A better understanding of the effects hip-implant materials have on the risk of early replacement surgery will require increased reporting of joint-replacement outcomes across Canada, according to the Canadian Institute for Health Information (CIHI).
In a new study, CIHI found that people with large-diameter metal-on-metal hip replacements are 1.6 times more likely to need early revision surgery than patients with more common metal-on-plastic implants.
Marketed as a solution for younger and more active patients, “the promise was that these implants would wear less because they’re metal, and be more stable because they’re a bigger construct,” says Dr. Michael Dunbar, chair of the Canadian Joint Replacement Registry at CIHI. “It turns out the components are very sensitive to malposition, so being off by a few degrees can create excessive metal debris, which we’re finding in some patients causes strange immunological reactions in their tissue.”
Hip implants typically work well for 10–15 years or more, but CIHI’s analysis found that patients with metal-on-metal replacements had a 5.6% risk of revision surgery within five years, compared to a 2.7% risk for those with metal-on-plastic devices. The study also reveals that patients face an increased risk of early revision surgery if they are under age 55 or have their initial operations in the Atlantic region.
However, it’s hard to dig deeper into these trends without comprehensive reporting of operation outcomes across the country, argues Greg Webster, CIHI’s director of primary health care information and clinical registries. “At this time, just two jurisdictions [British Columbia and Ontario] mandate submissions to the Canadian Joint Replacement Registry, and voluntary participation doesn’t get us the more than 90% coverage important for this type of registry.”
Dunbar estimates that less than half of the available data on hip replacements are reported to the registry. “I don’t understand, as a surgeon, why we’re spending so much money on complicated patients, on a national priority, and we’re not tracking 100% to see what happens.”

People with large-diameter metal-on-metal hip replacements are 1.6 times more likely to need early revision surgery than patients with more common metal-on-plastic implants, states new study.
Image courtesy of © 2013 Thinkstock
Canadian surgeons are already using metal-on-metal implants more selectively, possibly in response to early alarm bells sounded in countries with more robust reporting. “We suspect, although this has not been tested, that they’re looking at international registry findings,” says Webster.

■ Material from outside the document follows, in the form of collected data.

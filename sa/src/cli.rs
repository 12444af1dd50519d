//! CLI command definitions

use clap::{Parser, Subcommand};
use std::path::PathBuf;
use tracing::debug;

/// SitAware - live situational-awareness display
#[derive(Parser)]
#[command(
    name = "sa",
    about = "Live situational-awareness display with ordered subsystem lifecycle",
    version = env!("CARGO_PKG_VERSION"),
    after_help = after_help(),
)]
pub struct Cli {
    /// Path to config file
    #[arg(short, long, global = true, help = "Path to config file")]
    pub config: Option<PathBuf>,

    /// Log level (TRACE, DEBUG, INFO, WARN, ERROR)
    #[arg(
        short = 'l',
        long = "log-level",
        global = true,
        help = "Log level (TRACE, DEBUG, INFO, WARN, ERROR)"
    )]
    pub log_level: Option<String>,

    #[command(subcommand)]
    pub command: Command,
}

#[derive(Debug, Subcommand)]
pub enum Command {
    /// Start up, run until interrupted, then shut down
    Run {
        /// Keep frames in memory instead of drawing on the terminal
        #[arg(long)]
        headless: bool,

        /// Shut down after this many seconds
        #[arg(short, long, value_name = "SECS")]
        duration: Option<u64>,

        /// Feed the blackboard from the built-in flight simulator
        #[arg(long, overrides_with = "no_simulator")]
        simulator: bool,

        /// Do not start the simulator
        #[arg(long = "no-simulator")]
        no_simulator: bool,
    },

    /// Print subsystem construction order and dependencies
    Plan,

    /// Show whether an instance is running
    Status {
        /// Output format
        #[arg(short, long, default_value = "text")]
        format: OutputFormat,
    },

    /// Print the effective configuration
    Config,
}

impl Command {
    /// Simulator override from `--simulator` / `--no-simulator`
    pub fn simulator_override(&self) -> Option<bool> {
        match self {
            Self::Run { simulator: true, .. } => Some(true),
            Self::Run { no_simulator: true, .. } => Some(false),
            _ => None,
        }
    }
}

/// Output format for the status command
#[derive(Clone, Copy, Debug, Default, PartialEq, Eq)]
pub enum OutputFormat {
    #[default]
    Text,
    Json,
}

impl std::str::FromStr for OutputFormat {
    type Err = String;

    fn from_str(s: &str) -> Result<Self, Self::Err> {
        debug!(%s, "OutputFormat::from_str: called");
        match s.to_lowercase().as_str() {
            "text" | "plain" => Ok(Self::Text),
            "json" => Ok(Self::Json),
            _ => Err(format!("Unknown format: {}. Use: text, json", s)),
        }
    }
}

/// Log file location
pub fn get_log_path() -> PathBuf {
    dirs::data_local_dir()
        .unwrap_or_else(|| PathBuf::from("."))
        .join("sitaware")
        .join("logs")
        .join("sitaware.log")
}

fn after_help() -> String {
    format!("Logs are written to: {}", get_log_path().display())
}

A spate of recalls and class action suits has recently prompted regulators to take a second look at the devices as well. Last year, Health Canada issued a safety advisory recommending surgeons monitor all patients with metal-on-metal implants, even if they show no signs of complications. The United States Food and Drug Administration has also voiced concern about the devices, cautioning that “at this time, it is not possible to predict who will experience a reaction, what type of reaction they might have, when the reaction will occur, or how severe the reaction will be.”
Surgeries to replace faulty implants represent a “tremendous burden on patients and the health care system,” says Webster. “Across Canada, approximately 10% of all the hip-replacement surgeries each year are revision surgeries, so that’s eating up capacity in the system and means people may need to wait longer for their first surgery.”
Revision surgeries are also more complex than initial replacements, leading to lengthier hospital stays, longer recovery times and higher procedure costs, according to CIHI. This brings into question the use of implant materials that may hasten replacement surgery.
“The most important thing going forward is to ask ‘why?’” Dunbar argues, “And you can’t begin to ask that question unless you have the data.”